В Йемене после объединения в 1990 г. севера и юга гражданское общество переживало бурный рост и во многом смогло противостоять попыткам разделаться с независимыми СМИ и общественными объединениями, которые с 2007 г. предпринимались президентом Али Абдуллой Салехом, правившим с 1978 г. В начале 2011 г. лидеры гражданского общества стали одной из главных движущих сил выступлений за его отставку. (В числе противников Салеха были еще повстанцы хути на севере и сепаратисты на юге, недовольные дискриминацией со стороны центральной власти, а также бригада армейских дезертиров и племенные ополчения.)

Правозащитники поднимались в последнее десятилетие даже при едва ли не самых жестоких режимах в регионе – в Сирии и Ливии. В первом случае заявка на основные права со стороны тогда еще немногочисленных групп проявилась в форме движения «Дамасская весна» и комитетов за возрождение гражданского общества, возникших вскоре после того, как Башар Асад в 2000 г. унаследовал от отца президентский пост. В этом же ряду стоит и «Дамасская декларация» 2005 г. Впоследствии многие их участники надолго оказались за решеткой. В Ливии семьи жертв бойни 1996 г. в тюрьме Абу-Салим стали первыми, кто начал регулярно выходить на демонстрации, после того как в Бенгази в 2008 г. суд обязал правительство обнародовать информацию о судьбе «пропавших» заключенных.

Параллельно с этими открытыми формами выражения протеста в обществе нарастала и подспудная оппозиционность.

В Тунисе те, кто симпатизировали делу прав человека, но под давлением правительства Бен Али в первой половине 1990-х гг. «завязали», в 2000-х гг. вновь активизировались.
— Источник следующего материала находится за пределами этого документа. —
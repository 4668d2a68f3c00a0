//! A radix tree index over packed k-mer keys.
//!
//! The index is split the way SP-GiST splits it: [interface::RadixOperatorClass] defines the five operations
//! an operator class provides, [kmer_ops::KmerRadixOps] implements them for [compact_kmer::KmerKey]s,
//! and [tree::RadixTree] is an in-memory host that calls them to insert and search keys.
#![warn(missing_docs)]
#![recursion_limit = "1024"]
#[macro_use]
extern crate error_chain;
#[macro_use]
extern crate log;

/// Contains the error types used by this crate.
pub mod error;
pub mod interface;
pub mod kmer_ops;
pub mod strategy;
pub mod tree;

pub use compact_kmer;
pub use kmer_ops::KmerRadixOps;
pub use strategy::{ScanKey, Strategy};
pub use tree::{RadixTree, TreeOptions};
/// A k-mer key packed into a single word.
pub mod kmer;
/// Enumeration of the k-mers of a sequence.
pub mod kmer_iterator;
pub mod packing;
/// Matching of query patterns against k-mer keys.
pub mod pattern_matcher;
/// A packed IUPAC query pattern.
pub mod query_pattern;
/// A packed DNA sequence of arbitrary length.
pub mod sequence;
mod text;
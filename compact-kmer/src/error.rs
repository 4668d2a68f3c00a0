//! The error types of this crate.

error_chain! {
    foreign_links {
        // Doc comments have to be put after the item in this macro.
        Io(std::io::Error)
        /// An IO error while reading or writing the binary form of a value.
        ;
    }

    errors {
        /// A value was constructed from an empty string.
        EmptyInput(type_name: &'static str) {
            description("input is empty")
            display("{} cannot be empty", type_name)
        }

        /// A character is not part of the alphabet of the value that is constructed.
        InvalidSymbol(symbol: char, type_name: &'static str) {
            description("invalid character")
            display("invalid character in {}: {:?}", type_name, symbol)
        }

        /// A pattern was compared against a key of different length.
        LengthMismatch(pattern_len: usize, key_len: usize) {
            description("pattern and key have different lengths")
            display("pattern of length {} cannot be matched against key of length {}", pattern_len, key_len)
        }

        /// A fixed-capacity value was constructed from too many symbols.
        CapacityExceeded(len: usize, capacity: usize) {
            description("value exceeds its maximum length")
            display("length {} exceeds the maximum length of {}", len, capacity)
        }

        /// A prefix test was given a prefix that is longer than the key.
        PrefixTooLong(prefix_len: usize, key_len: usize) {
            description("prefix is longer than the key")
            display("prefix of length {} is longer than the key of length {}", prefix_len, key_len)
        }

        /// The k-mer length is outside of `1..=32`.
        InvalidK(k: usize) {
            description("invalid k-mer length")
            display("k must be between 1 and 32, but is {}", k)
        }

        /// The text form contains more than one token.
        TrailingInput(type_name: &'static str) {
            description("unexpected trailing input")
            display("could not parse {}: unexpected input after the sequence", type_name)
        }

        /// The binary form is structurally invalid.
        MalformedWire(reason: String) {
            description("malformed binary value")
            display("malformed binary value: {}", reason)
        }
    }
}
Так, в 2001 г. оказалось, что профессор журналистики, пятью годами ранее отказавшийся от встречи с нами из страха попасть в поле зрения госбезопасности, присутствует на мероприятиях Тунисской лиги за права человека и рассказывает иностранцам об ущемлении свободы СМИ. Родственники политзаключенных, незадолго до того избегавшие контактов с международными правозащитными организациями, теперь оставили свой страх за последствия для себя или для близких и стали сами искать выход на правозащитников и пытаться предавать гласности судьбу осужденных.

Что же изменилось?

К профессору пришло осознание того, что гражданское общество слишком долго остается парализованным и что пора так или иначе обозначить собственную позицию. Семьи политзаключенных поняли, что, продолжая молчать, они ничего не получат. С другой стороны, терять им было нечего, поскольку их родственники оставались за решеткой. В результате вокруг ядра несгибаемых активистов стал формироваться круг людей, готовых, пусть, может быть, и не столь бескомпромиссно, отстаивать свою позицию по каким-то проблемам прав человека.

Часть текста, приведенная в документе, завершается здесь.